Lo studio e i suoi partecipanti
I ricercatori dell'Università della California, San Francisco, hanno studiato persone anziane, di età media intorno agli 84 anni, che vivevano in case di riposo e avevano avuto un infarto. Hanno confrontato chi ha iniziato a prendere beta-bloccanti dopo l'infarto con chi non li ha presi.
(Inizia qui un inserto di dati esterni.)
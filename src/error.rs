use thiserror::Error;

#[derive(Error, Debug)]
pub enum LoaderError {
    #[error("Metadata unavailable: {0}")]
    MetadataUnavailable(String),

    #[error("Schema creation failed: {0}")]
    SchemaCreationFailed(String),

    #[error("Malformed record at line {line}: {reason}")]
    MalformedRecord { line: u64, reason: String },

    #[error("Storage write failed: {0}")]
    StorageWriteFailed(String),

    #[error("Configuration error: {0}")]
    Config(String),

    #[error("IO error: {0}")]
    Io(#[from] std::io::Error),
}

pub type Result<T> = std::result::Result<T, LoaderError>;
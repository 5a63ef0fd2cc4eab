//! Progress accounting against the metadata row count

use serde::{Deserialize, Serialize};
use std::fmt;
use tracing::info;

/// Snapshot handed to progress sinks after every flush
#[derive(Clone, Copy, Debug, PartialEq, Serialize, Deserialize)]
pub struct ProgressReport {
    /// Rows committed so far
    pub rows_processed: u64,
    /// Row count reported by the metadata
    pub total_rows: u64,
    /// Percent of `total_rows`, rounded to two decimals. May exceed 100 when
    /// the source holds more rows than the metadata reported.
    pub percentage: f64,
}

impl fmt::Display for ProgressReport {
    fn fmt(&self, f: &mut fmt::Formatter<'_>) -> fmt::Result {
        write!(
            f,
            "{}/{} ({:.2}%)",
            self.rows_processed, self.total_rows, self.percentage
        )
    }
}

/// Rows flushed so far. `total_rows` is fixed when the run starts.
#[derive(Clone, Copy, Debug, Default, PartialEq, Eq)]
pub struct ProgressState {
    rows_processed: u64,
    total_rows: u64,
}

impl ProgressState {
    pub fn new(total_rows: u64) -> Self {
        Self {
            rows_processed: 0,
            total_rows,
        }
    }

    pub fn advance(&mut self, rows: usize) -> ProgressReport {
        self.rows_processed += rows as u64;
        self.report()
    }

    pub fn rows_processed(&self) -> u64 {
        self.rows_processed
    }

    pub fn total_rows(&self) -> u64 {
        self.total_rows
    }

    pub fn report(&self) -> ProgressReport {
        ProgressReport {
            rows_processed: self.rows_processed,
            total_rows: self.total_rows,
            percentage: percentage(self.rows_processed, self.total_rows),
        }
    }
}

fn percentage(done: u64, total: u64) -> f64 {
    if total == 0 {
        return 100.0;
    }
    let raw = done as f64 / total as f64 * 100.0;
    (raw * 100.0).round() / 100.0
}

/// Observer notified after each successful flush
pub trait ProgressSink {
    fn on_progress(&mut self, report: &ProgressReport);
}

impl<F: FnMut(&ProgressReport)> ProgressSink for F {
    fn on_progress(&mut self, report: &ProgressReport) {
        self(report)
    }
}

/// Logs each report through `tracing`
#[derive(Debug, Default, Clone, Copy)]
pub struct LogProgress;

impl ProgressSink for LogProgress {
    fn on_progress(&mut self, report: &ProgressReport) {
        info!("Done with {}", report);
    }
}

#[cfg(test)]
mod tests {
    use super::*;

    #[test]
    fn test_percentage_rounding() {
        assert_eq!(percentage(1, 3), 33.33);
        assert_eq!(percentage(2, 3), 66.67);
        assert_eq!(percentage(50_000, 120_001), 41.67);
        assert_eq!(percentage(120_001, 120_001), 100.0);
        assert_eq!(percentage(0, 0), 100.0);
    }

    #[test]
    fn test_advance_accumulates() {
        let mut state = ProgressState::new(10);
        state.advance(4);
        let report = state.advance(4);
        assert_eq!(report.rows_processed, 8);
        assert_eq!(report.total_rows, 10);
        assert_eq!(report.percentage, 80.0);
        assert_eq!(report.to_string(), "8/10 (80.00%)");
    }

    #[test]
    fn test_overshoot_is_reported_not_clamped() {
        let mut state = ProgressState::new(4);
        let report = state.advance(5);
        assert_eq!(report.percentage, 125.0);
    }

    #[test]
    fn test_closure_sink() {
        let mut seen = Vec::new();
        {
            let mut sink = |r: &ProgressReport| seen.push(r.rows_processed);
            sink.on_progress(&ProgressState::new(2).advance(1));
        }
        assert_eq!(seen, vec![1]);
    }
}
Sono stati considerati circa 11.000 pazienti, divisi in due gruppi simili per caratteristiche.
Risultati principali
- Chi prendeva beta-bloccanti aveva una probabilità leggermente maggiore di peggiorare nella capacità di svolgere le attività quotidiane, come vestirsi o muoversi.
- Chi prendeva questi farmaci aveva invece una mortalità più bassa, cioè una maggiore probabilità di vivere più a lungo.
- Non c'erano differenze significative nelle ricoveri ospedalieri tra chi prendeva o meno i beta-bloccanti.
Effetti diversi a seconda dello stato di salute
Nei pazienti con problemi seri di memoria (compromissione cognitiva moderata o grave) o con difficoltà importanti nelle attività quotidiane, l'uso dei beta-bloccanti era collegato a un peggioramento più evidente della loro capacità funzionale.
Al contrario, nelle persone con memoria e capacità funzionali più conservate, i beta-bloccanti non sembravano causare un peggioramento significativo.
Benefici sulla sopravvivenza
Il beneficio dei beta-bloccanti nel ridurre il rischio di morte era simile in tutti i gruppi, indipendentemente dal livello di salute mentale o fisica.
In conclusione
L'uso dei beta-bloccanti dopo un infarto è associato a un miglioramento della sopravvivenza negli anziani. Tuttavia, in chi ha già problemi seri di memoria o difficoltà a svolgere le attività quotidiane, questi farmaci possono aumentare il rischio di peggiorare la loro capacità funzionale. In chi ha una salute mentale e fisica relativamente buona, i beta-bloccanti non sembrano causare questo problema.